= Tanveer Mazhar Islam Tanna =

Tanveer Mazhar Islam Tanna is a Bangladeshi sports organizer and manager of the Shadhin Bangla football team (Free Bengal Football Team), the national team during the Bangladesh Liberation War. He was a vice-president of the Bangladesh Cricket Board.

== Early life ==
Tanna completed his SSC at PAF Shaheen College, Dhaka (now BAF Shaheen College Dhaka) in 1967. He was a school friend of Sheikh Kamal, sports organizer and son of Sheikh Mujibur Rahman.

==Career==
Tanna was the Shadhin Bangla football team manager during the Bangladesh Liberation War.
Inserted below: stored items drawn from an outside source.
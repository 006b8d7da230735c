use chrono::Utc;
use std::sync::{Arc, Mutex, MutexGuard};

use super::{SessionState, SessionStatus};
use crate::accumulator::AccumulatorState;
use crate::diagnostics::{self, Finding};
use crate::metrics::SignalKind;
use crate::observer::{ObservationSource, RawEntry, SignalChannel, SubscribeOptions, Visibility};
use crate::report::{Report, ReportBuilder};
use crate::scoring::{ConfigError, ScoringTable, TriageConfig};
use crate::settings::Settings;
use crate::sink::{ConsoleSink, LogSink};
use crate::timeline::TimelineEvent;

const ENABLE_LOGS: bool = true;

use crate::{log_debug, log_info, log_warn};

/// Cheap-to-clone handle on one observed session. Clones share the same
/// state, so every subscription callback can hold its own handle.
#[derive(Clone)]
pub struct SessionController {
    state: Arc<Mutex<SessionState>>,
    table: Arc<ScoringTable>,
    triage: Arc<TriageConfig>,
    sink: Arc<dyn LogSink>,
    label: Arc<str>,
}

impl SessionController {
    /// Validates `settings` and opens an `Active` session that logs through
    /// [`ConsoleSink`].
    pub fn new(settings: &Settings) -> Result<Self, ConfigError> {
        Self::with_sink(settings, Arc::new(ConsoleSink))
    }

    pub fn with_sink(settings: &Settings, sink: Arc<dyn LogSink>) -> Result<Self, ConfigError> {
        let table = ScoringTable::new(&settings.scoring)?;
        Self::from_parts(
            Arc::new(table),
            settings.triage.clone(),
            settings.label.as_str(),
            sink,
        )
    }

    /// Opens a session on an already validated, possibly shared table.
    pub fn from_parts(
        table: Arc<ScoringTable>,
        triage: TriageConfig,
        label: &str,
        sink: Arc<dyn LogSink>,
    ) -> Result<Self, ConfigError> {
        triage.validate()?;
        let state = SessionState::new();
        log_info!("session {} started", state.id);

        Ok(Self {
            state: Arc::new(Mutex::new(state)),
            table,
            triage: Arc::new(triage),
            sink,
            label: Arc::from(label),
        })
    }

    fn lock(&self) -> MutexGuard<'_, SessionState> {
        self.state.lock().unwrap_or_else(|poisoned| {
            log_warn!("session state lock was poisoned, continuing with last state");
            poisoned.into_inner()
        })
    }

    pub fn session_id(&self) -> String {
        self.lock().id.clone()
    }

    pub fn status(&self) -> SessionStatus {
        self.lock().status()
    }

    pub fn accumulator_state(&self, kind: SignalKind) -> AccumulatorState {
        self.lock().accumulator(kind).state().clone()
    }

    pub fn timeline(&self) -> Vec<TimelineEvent> {
        self.lock().timeline().events().to_vec()
    }

    /// Subscribes to every channel on `source`. Channels the source cannot
    /// observe are skipped quietly; those signals keep their zero value.
    pub fn attach(&self, source: &mut dyn ObservationSource) {
        for channel in SignalChannel::ALL {
            if !source.supports(channel) {
                log_debug!("channel {channel} unsupported by host, signal stays empty");
            }
            let options = SubscribeOptions {
                buffered: true,
                duration_threshold: match channel {
                    SignalChannel::Event => Some(self.triage.interaction_report_over_ms),
                    _ => None,
                },
            };
            let handle = self.clone();
            source.subscribe(
                channel,
                options,
                Box::new(move |entries: Vec<RawEntry>| handle.ingest_batch(entries)),
            );
        }
    }

    /// Processes every entry of one host callback, in order.
    pub fn ingest_batch(&self, entries: Vec<RawEntry>) {
        let mut outbox = Vec::new();
        {
            let mut state = self.lock();
            for entry in entries {
                self.ingest_entry(&mut state, &entry, &mut outbox);
            }
        }
        self.flush(outbox);
    }

    fn ingest_entry(
        &self,
        state: &mut SessionState,
        entry: &RawEntry,
        outbox: &mut Vec<TimelineEvent>,
    ) {
        let now = state.elapsed_ms();
        if let Some(sample) = entry.to_sample(now) {
            let kind = sample.signal;
            if !state.accumulator_mut(kind).ingest(sample) {
                return;
            }
        }
        if let Some(finding) = diagnostics::on_entry(entry, &self.triage) {
            outbox.push(self.record(state, finding));
        }
    }

    /// Appends an externally produced finding, e.g. from a one-shot page
    /// check, to the timeline and the sink.
    pub fn log_issue(&self, category: impl Into<String>, messages: Vec<String>) {
        let event = {
            let mut state = self.lock();
            self.record(&mut state, Finding::new(category, messages))
        };
        self.flush(vec![event]);
    }

    pub fn on_visibility_change(&self, visibility: Visibility) {
        match visibility {
            Visibility::Hidden => {
                self.finalize();
            }
            Visibility::Visible => log_debug!("page visible again, nothing to do"),
        }
    }

    /// Ends the session: freezes LCP, CLS and FCP, reports their final
    /// values, then records the timeline analysis. Returns `false` if the
    /// session had already been finalized.
    pub fn finalize(&self) -> bool {
        let mut outbox = Vec::new();
        {
            let mut state = self.lock();
            if !state.mark_finalized() {
                log_debug!("session {} already finalized", state.id);
                return false;
            }

            for kind in SignalKind::ALL {
                if !kind.finalizes_at_session_end() {
                    continue;
                }
                let finding = {
                    let accumulator = state.accumulator_mut(kind);
                    if accumulator.finalize() {
                        diagnostics::on_finalize(accumulator)
                    } else {
                        None
                    }
                };
                if let Some(finding) = finding {
                    outbox.push(self.record(&mut state, finding));
                }
            }

            let lines: Vec<String> = state.timeline().analyze().collect();
            outbox.push(self.record(
                &mut state,
                Finding::new(diagnostics::TIMELINE_REPORT, lines),
            ));
            log_info!(
                "session {} finalized with {} timeline events",
                state.id,
                state.timeline().len()
            );
        }
        self.flush(outbox);
        true
    }

    /// Snapshot of the session as it is right now. Unfinalized signals
    /// report their provisional values.
    pub fn get_report(&self, environment: serde_json::Value) -> Report {
        let state = self.lock();
        ReportBuilder::new(&state, &self.table).snapshot(environment)
    }

    fn record(&self, state: &mut SessionState, finding: Finding) -> TimelineEvent {
        let event = TimelineEvent::new(
            finding.category,
            finding.messages,
            state.elapsed_ms(),
            Utc::now(),
        );
        state.timeline_mut().append(event.clone());
        event
    }

    // Sinks run outside the state lock.
    fn flush(&self, outbox: Vec<TimelineEvent>) {
        for event in &outbox {
            self.sink.emit(&self.label, event);
        }
    }
}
In 1998, Tanna was the vice-president and the member-secretary of the ticket and seating subcommittee of the Bangladesh Cricket Board.
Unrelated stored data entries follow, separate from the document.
use serde::{Deserialize, Serialize};
use std::collections::BTreeMap;

use super::config::{ConfigError, ScoringConfig, ThresholdSpec};
use crate::metrics::SignalKind;

/// Points used when a weighted signal has no verdict.
pub const MISSING_VERDICT_POINTS: f64 = 50.0;

#[derive(Debug, Clone, Copy, PartialEq, Eq, Hash, Serialize, Deserialize)]
#[serde(rename_all = "camelCase")]
pub enum Verdict {
    Good,
    NeedsImprovement,
    Poor,
}

impl Verdict {
    pub fn points(&self) -> f64 {
        match self {
            Verdict::Good => 100.0,
            Verdict::NeedsImprovement => 60.0,
            Verdict::Poor => 20.0,
        }
    }
}

impl ThresholdSpec {
    pub fn classify(&self, value: f64) -> Verdict {
        if value <= self.good {
            Verdict::Good
        } else if value <= self.needs_improvement {
            Verdict::NeedsImprovement
        } else {
            Verdict::Poor
        }
    }
}

/// Weighted sum of verdict points, rounded and clamped into `0..=100`.
///
/// A weighted signal missing from `verdicts` scores [`MISSING_VERDICT_POINTS`].
/// Weights are not renormalized.
pub fn composite<'a>(
    verdicts: &BTreeMap<SignalKind, Verdict>,
    weights: impl IntoIterator<Item = (&'a SignalKind, &'a f64)>,
) -> u8 {
    let total: f64 = weights
        .into_iter()
        .map(|(signal, weight)| {
            let points = verdicts
                .get(signal)
                .map(Verdict::points)
                .unwrap_or(MISSING_VERDICT_POINTS);
            points * weight
        })
        .sum();

    if !total.is_finite() {
        return 0;
    }
    total.round().clamp(0.0, 100.0) as u8
}

/// Validated threshold table. Read-only after construction, so one table can
/// be shared by any number of sessions.
#[derive(Debug, Clone)]
pub struct ScoringTable {
    thresholds: BTreeMap<SignalKind, ThresholdSpec>,
    weights: BTreeMap<SignalKind, f64>,
}

impl ScoringTable {
    pub fn new(config: &ScoringConfig) -> Result<Self, ConfigError> {
        let mut thresholds = BTreeMap::new();
        for spec in &config.thresholds {
            spec.validate()?;
            if thresholds.insert(spec.signal, *spec).is_some() {
                return Err(ConfigError::DuplicateThreshold {
                    signal: spec.signal,
                });
            }
        }

        let mut weights = BTreeMap::new();
        for weight in &config.weights {
            weight.validate()?;
            if weights.insert(weight.signal, weight.weight).is_some() {
                return Err(ConfigError::DuplicateWeight {
                    signal: weight.signal,
                });
            }
        }

        Ok(Self {
            thresholds,
            weights,
        })
    }

    pub fn threshold(&self, signal: SignalKind) -> Option<&ThresholdSpec> {
        self.thresholds.get(&signal)
    }

    pub fn weight(&self, signal: SignalKind) -> Option<f64> {
        self.weights.get(&signal).copied()
    }

    /// Verdict for `value`, or `None` when the signal has no threshold.
    pub fn classify(&self, signal: SignalKind, value: f64) -> Option<Verdict> {
        self.thresholds.get(&signal).map(|spec| spec.classify(value))
    }

    pub fn composite(&self, verdicts: &BTreeMap<SignalKind, Verdict>) -> u8 {
        composite(verdicts, &self.weights)
    }
}

impl Default for ScoringTable {
    fn default() -> Self {
        let config = ScoringConfig::default();
        Self {
            thresholds: config.thresholds.iter().map(|t| (t.signal, *t)).collect(),
            weights: config.weights.iter().map(|w| (w.signal, w.weight)).collect(),
        }
    }
}

#[cfg(test)]
mod tests {
    use super::*;
    use crate::scoring::{ThresholdSpec, Weight};

    #[test]
    fn classify_boundaries_are_inclusive() {
        let table = ScoringTable::default();
        assert_eq!(table.classify(SignalKind::Lcp, 2500.0), Some(Verdict::Good));
        assert_eq!(
            table.classify(SignalKind::Lcp, 2500.1),
            Some(Verdict::NeedsImprovement)
        );
        assert_eq!(
            table.classify(SignalKind::Lcp, 4000.0),
            Some(Verdict::NeedsImprovement)
        );
        assert_eq!(table.classify(SignalKind::Lcp, 4000.1), Some(Verdict::Poor));
        assert_eq!(table.classify(SignalKind::Loaf, 10.0), None);
    }

    #[test]
    fn all_good_scores_one_hundred() {
        let table = ScoringTable::default();
        let verdicts = [
            SignalKind::Lcp,
            SignalKind::Cls,
            SignalKind::Ttfb,
            SignalKind::Inp,
            SignalKind::Fcp,
        ]
        .into_iter()
        .map(|signal| (signal, Verdict::Good))
        .collect();
        assert_eq!(table.composite(&verdicts), 100);
    }

    #[test]
    fn missing_verdicts_count_as_fifty() {
        let table = ScoringTable::default();
        assert_eq!(table.composite(&BTreeMap::new()), 50);

        let mut verdicts = BTreeMap::new();
        verdicts.insert(SignalKind::Cls, Verdict::Poor);
        // 0.2 * 20 + 0.8 * 50
        assert_eq!(table.composite(&verdicts), 44);
    }

    #[test]
    fn unweighted_signals_contribute_nothing() {
        let table = ScoringTable::new(&ScoringConfig {
            thresholds: ScoringConfig::default().thresholds,
            weights: vec![Weight::new(SignalKind::Cls, 0.5)],
        })
        .unwrap();
        let mut verdicts = BTreeMap::new();
        verdicts.insert(SignalKind::Cls, Verdict::NeedsImprovement);
        verdicts.insert(SignalKind::Lcp, Verdict::Good);
        assert_eq!(table.composite(&verdicts), 30);
    }

    #[test]
    fn oversized_weight_sum_is_clamped() {
        let table = ScoringTable::new(&ScoringConfig {
            thresholds: Vec::new(),
            weights: vec![
                Weight::new(SignalKind::Lcp, 1.0),
                Weight::new(SignalKind::Cls, 1.0),
            ],
        })
        .unwrap();
        let verdicts = [(SignalKind::Lcp, Verdict::Good), (SignalKind::Cls, Verdict::Good)]
            .into_iter()
            .collect();
        assert_eq!(table.composite(&verdicts), 100);
    }

    #[test]
    fn inverted_threshold_fails_construction() {
        let config = ScoringConfig {
            thresholds: vec![ThresholdSpec::new(SignalKind::Ttfb, 5.0, 2.0)],
            weights: Vec::new(),
        };
        assert_eq!(
            ScoringTable::new(&config).unwrap_err(),
            ConfigError::InvertedThreshold {
                signal: SignalKind::Ttfb,
                good: 5.0,
                needs_improvement: 2.0,
            }
        );
    }

    #[test]
    fn duplicate_entries_fail_construction() {
        let config = ScoringConfig {
            thresholds: Vec::new(),
            weights: vec![
                Weight::new(SignalKind::Inp, 0.2),
                Weight::new(SignalKind::Inp, 0.3),
            ],
        };
        assert!(matches!(
            ScoringTable::new(&config),
            Err(ConfigError::DuplicateWeight { signal: SignalKind::Inp })
        ));
    }
}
In December 2018, the Bangladesh Football Federation accorded a reception to the members of the Shadhin Bangla football team including Tanna. In 2019, he was awarded the National Sports Awards by Prime Minister Sheikh Hasina. He attended the inauguration of a nameplate for Swadhin Bangla Football Team at the Bangladesh Football Federation in December 2023.

== Personal life ==
Tanna is married to Tabassum.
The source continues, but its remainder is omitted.